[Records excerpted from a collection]
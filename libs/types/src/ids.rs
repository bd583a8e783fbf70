//! Identifier types for vault participants and assets
//!
//! Account identifiers use UUID v7 so they sort by creation time, which
//! keeps scans and reports in a stable order.

use serde::{Deserialize, Deserializer, Serialize};
use std::fmt;
use uuid::Uuid;

/// Unique identifier for an account (borrower, liquidator or owner)
#[derive(Debug, Clone, Copy, PartialEq, Eq, PartialOrd, Ord, Hash, Serialize, Deserialize)]
#[serde(transparent)]
pub struct AccountId(Uuid);

impl AccountId {
    pub fn new() -> Self {
        Self(Uuid::now_v7())
    }

    pub fn from_uuid(uuid: Uuid) -> Self {
        Self(uuid)
    }

    pub fn as_uuid(&self) -> &Uuid {
        &self.0
    }
}

impl Default for AccountId {
    fn default() -> Self {
        Self::new()
    }
}

impl fmt::Display for AccountId {
    fn fmt(&self, f: &mut fmt::Formatter<'_>) -> fmt::Result {
        write!(f, "{}", self.0)
    }
}

/// Asset identifier (token symbol)
///
/// Format: non-empty symbol without whitespace (e.g., "WETH", "LUSD")
#[derive(Debug, Clone, PartialEq, Eq, Hash, Serialize)]
#[serde(transparent)]
pub struct AssetId(String);

impl AssetId {
    /// Create a new AssetId from a symbol
    ///
    /// # Panics
    /// Panics if the symbol is empty or contains whitespace
    pub fn new(symbol: impl Into<String>) -> Self {
        match Self::try_new(symbol) {
            Some(asset) => asset,
            None => panic!("AssetId must be a non-empty symbol without whitespace"),
        }
    }

    /// Try to create an AssetId, returning None if invalid
    pub fn try_new(symbol: impl Into<String>) -> Option<Self> {
        let s = symbol.into();
        if s.is_empty() || s.chars().any(char::is_whitespace) {
            None
        } else {
            Some(Self(s))
        }
    }

    /// Get the symbol string
    pub fn as_str(&self) -> &str {
        &self.0
    }
}

impl fmt::Display for AssetId {
    fn fmt(&self, f: &mut fmt::Formatter<'_>) -> fmt::Result {
        write!(f, "{}", self.0)
    }
}

impl<'de> Deserialize<'de> for AssetId {
    fn deserialize<D: Deserializer<'de>>(deserializer: D) -> Result<Self, D::Error> {
        let s = String::deserialize(deserializer)?;
        Self::try_new(s).ok_or_else(|| {
            serde::de::Error::custom("asset symbol must be non-empty without whitespace")
        })
    }
}

impl From<&str> for AssetId {
    fn from(s: &str) -> Self {
        Self::new(s)
    }
}
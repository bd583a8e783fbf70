//! Health banding
//!
//! Converts the vault's integer health factor into a Decimal ratio
//! (1.0 = liquidation threshold) and classifies it into bands. The
//! liquidatable band is decided by the vault's exact integer test, never
//! by the Decimal view.

use rust_decimal::Decimal;
use serde::{Deserialize, Serialize};

// ── Health levels ────────────────────────────────────────────────────────

/// Position health classification
#[derive(Debug, Clone, Copy, PartialEq, Eq, PartialOrd, Ord, Hash, Serialize, Deserialize)]
pub enum HealthLevel {
    /// Below the liquidation threshold, open to liquidation
    Liquidatable,
    /// Above the threshold but inside the danger band
    Danger,
    /// Inside the warning band
    Warning,
    /// No debt, or comfortably collateralized
    Healthy,
}

/// Decimal band boundaries, in health factor units (1.0 = threshold)
#[derive(Debug, Clone, Copy, PartialEq, Eq, Serialize, Deserialize)]
pub struct HealthBands {
    pub warning: Decimal,
    pub danger: Decimal,
}

impl Default for HealthBands {
    fn default() -> Self {
        Self {
            warning: Decimal::new(15, 1),
            danger: Decimal::new(11, 1),
        }
    }
}

/// Health factor as a Decimal ratio. `None` when the factor does not fit,
/// which only happens for debt-free or vastly overcollateralized positions.
pub fn health_ratio(health_factor: u128, precision: u128) -> Option<Decimal> {
    let raw = i128::try_from(health_factor).ok()?;
    let numerator = Decimal::try_from_i128_with_scale(raw, 0).ok()?;
    let denominator = Decimal::try_from_i128_with_scale(i128::try_from(precision).ok()?, 0).ok()?;
    numerator.checked_div(denominator)
}

/// Classify a position given the vault's liquidatable verdict and its ratio.
pub fn health_status(liquidatable: bool, ratio: Option<Decimal>, bands: &HealthBands) -> HealthLevel {
    if liquidatable {
        return HealthLevel::Liquidatable;
    }
    match ratio {
        Some(r) if r < bands.danger => HealthLevel::Danger,
        Some(r) if r < bands.warning => HealthLevel::Warning,
        _ => HealthLevel::Healthy,
    }
}

#[cfg(test)]
mod tests {
    use super::*;

    #[test]
    fn test_health_ratio() {
        assert_eq!(health_ratio(95, 100), Some(Decimal::new(95, 2)));
        assert_eq!(health_ratio(166, 100), Some(Decimal::new(166, 2)));
        assert_eq!(health_ratio(u128::MAX, 100), None);
    }

    #[test]
    fn test_health_status_bands() {
        let bands = HealthBands::default();
        let level = |hf: u128| health_status(hf < 100, health_ratio(hf, 100), &bands);

        assert_eq!(level(95), HealthLevel::Liquidatable);
        assert_eq!(level(100), HealthLevel::Danger);
        assert_eq!(level(109), HealthLevel::Danger);
        assert_eq!(level(110), HealthLevel::Warning);
        assert_eq!(level(149), HealthLevel::Warning);
        assert_eq!(level(150), HealthLevel::Healthy);
        assert_eq!(level(u128::MAX), HealthLevel::Healthy);
    }

    #[test]
    fn test_levels_order_by_severity() {
        assert!(HealthLevel::Liquidatable < HealthLevel::Danger);
        assert!(HealthLevel::Danger < HealthLevel::Warning);
        assert!(HealthLevel::Warning < HealthLevel::Healthy);
    }
}
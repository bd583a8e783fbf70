//! Periodic scan loop
//!
//! `spawn_monitor` runs a tokio task that scans the vault on a fixed
//! interval and forwards risk events to a channel. The task stops when the
//! shutdown signal fires or the event receiver is dropped.

use std::sync::Arc;
use std::time::Duration;
use tokio::sync::{mpsc, watch};
use tokio::task::JoinHandle;
use tracing::{error, info, warn};

use crate::engine::LiquidationMonitor;
use crate::errors::MonitorError;
use crate::events::{self, RiskEvent};
use crate::handle::{Clock, VaultHandle};

/// Counters reported when the loop exits
#[derive(Debug, Clone, Copy, Default, PartialEq, Eq)]
pub struct MonitorStats {
    pub scans: u64,
    pub failed_scans: u64,
    pub events_sent: u64,
}

pub fn spawn_monitor(
    handle: VaultHandle,
    monitor: LiquidationMonitor,
    clock: Arc<dyn Clock>,
    events_tx: mpsc::Sender<RiskEvent>,
    mut shutdown: watch::Receiver<bool>,
) -> JoinHandle<MonitorStats> {
    tokio::spawn(async move {
        let period = Duration::from_millis(monitor.config().scan_interval_ms.max(1));
        let mut ticker = tokio::time::interval(period);
        let mut stats = MonitorStats::default();
        info!(interval_ms = period.as_millis() as u64, "liquidation monitor started");

        loop {
            tokio::select! {
                _ = ticker.tick() => {}
                changed = shutdown.changed() => {
                    if changed.is_err() || *shutdown.borrow() {
                        break;
                    }
                    continue;
                }
            }

            let now = clock.now();
            let outgoing = match run_scan(&handle, &monitor, now) {
                Ok(found) => {
                    stats.scans += 1;
                    found
                }
                Err(e) => {
                    stats.failed_scans += 1;
                    warn!(error = %e, "scan failed");
                    let timestamp = i64::try_from(now).unwrap_or(i64::MAX);
                    vec![events::scan_failed_event(e.to_string(), timestamp)]
                }
            };

            for event in outgoing {
                if events_tx.send(event).await.is_err() {
                    error!("risk event receiver dropped, stopping monitor");
                    return stats;
                }
                stats.events_sent += 1;
            }
        }

        info!(
            scans = stats.scans,
            failed_scans = stats.failed_scans,
            events_sent = stats.events_sent,
            "liquidation monitor stopped"
        );
        stats
    })
}

fn run_scan(
    handle: &VaultHandle,
    monitor: &LiquidationMonitor,
    now: u64,
) -> Result<Vec<RiskEvent>, MonitorError> {
    let report = handle.read(|vault| monitor.scan(vault, now))??;
    Ok(report.events)
}
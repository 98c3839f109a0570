//! Break session and per-display surface visibility.

use chrono::{DateTime, Utc};
use serde::{Deserialize, Serialize};
use uuid::Uuid;

use crate::ipc::DisplayId;

/// Visibility of one overlay per attached display, in attach order.
///
/// Surfaces outlive sessions: ending a break hides them, it does not
/// forget them. `show`/`hide` report whether anything changed so callers
/// emit exactly one appear/disappear per real transition.
#[derive(Debug, Clone, Default, Serialize, Deserialize)]
pub struct SurfaceSet {
    surfaces: Vec<(DisplayId, bool)>,
}

impl SurfaceSet {
    /// Track a new display (hidden). Returns false if already attached.
    pub fn attach(&mut self, display: DisplayId) -> bool {
        if self.contains(display) {
            return false;
        }
        self.surfaces.push((display, false));
        true
    }

    /// Forget a display. Returns false if it was not attached.
    pub fn detach(&mut self, display: DisplayId) -> bool {
        let before = self.surfaces.len();
        self.surfaces.retain(|(id, _)| *id != display);
        self.surfaces.len() != before
    }

    pub fn contains(&self, display: DisplayId) -> bool {
        self.surfaces.iter().any(|(id, _)| *id == display)
    }

    pub fn is_visible(&self, display: DisplayId) -> bool {
        self.surfaces
            .iter()
            .any(|(id, visible)| *id == display && *visible)
    }

    pub fn primary(&self) -> Option<DisplayId> {
        self.surfaces.first().map(|(id, _)| *id)
    }

    pub fn displays(&self) -> Vec<DisplayId> {
        self.surfaces.iter().map(|(id, _)| *id).collect()
    }

    pub fn visible_count(&self) -> usize {
        self.surfaces.iter().filter(|(_, visible)| *visible).count()
    }

    pub fn len(&self) -> usize {
        self.surfaces.len()
    }

    pub fn is_empty(&self) -> bool {
        self.surfaces.is_empty()
    }

    /// Returns true only on a hidden -> visible change.
    pub fn show(&mut self, display: DisplayId) -> bool {
        self.set_visible(display, true)
    }

    /// Returns true only on a visible -> hidden change.
    pub fn hide(&mut self, display: DisplayId) -> bool {
        self.set_visible(display, false)
    }

    /// Show every surface; returns the displays that actually changed.
    pub fn show_all(&mut self) -> Vec<DisplayId> {
        self.set_all(true)
    }

    /// Hide every surface; returns the displays that actually changed.
    pub fn hide_all(&mut self) -> Vec<DisplayId> {
        self.set_all(false)
    }

    fn set_visible(&mut self, display: DisplayId, visible: bool) -> bool {
        match self.surfaces.iter_mut().find(|(id, _)| *id == display) {
            Some((_, current)) if *current != visible => {
                *current = visible;
                true
            }
            _ => false,
        }
    }

    fn set_all(&mut self, visible: bool) -> Vec<DisplayId> {
        self.surfaces
            .iter_mut()
            .filter(|(_, current)| *current != visible)
            .map(|(id, current)| {
                *current = visible;
                *id
            })
            .collect()
    }
}

/// One break, from overlay appearance to end or snooze.
#[derive(Debug, Clone, PartialEq, Eq, Serialize, Deserialize)]
pub struct BreakSession {
    pub id: Uuid,
    pub started_at: DateTime<Utc>,
    /// Started from the indicator rather than by the work timer.
    pub manual: bool,
}

impl BreakSession {
    pub fn begin(manual: bool, now: DateTime<Utc>) -> Self {
        Self {
            id: Uuid::new_v4(),
            started_at: now,
            manual,
        }
    }
}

Exercise brief:
Your answer should be every line above that contains the word "types".

Finished task:
filename libs/types/src/ids.rs
//! Identifier types for vault participants and assets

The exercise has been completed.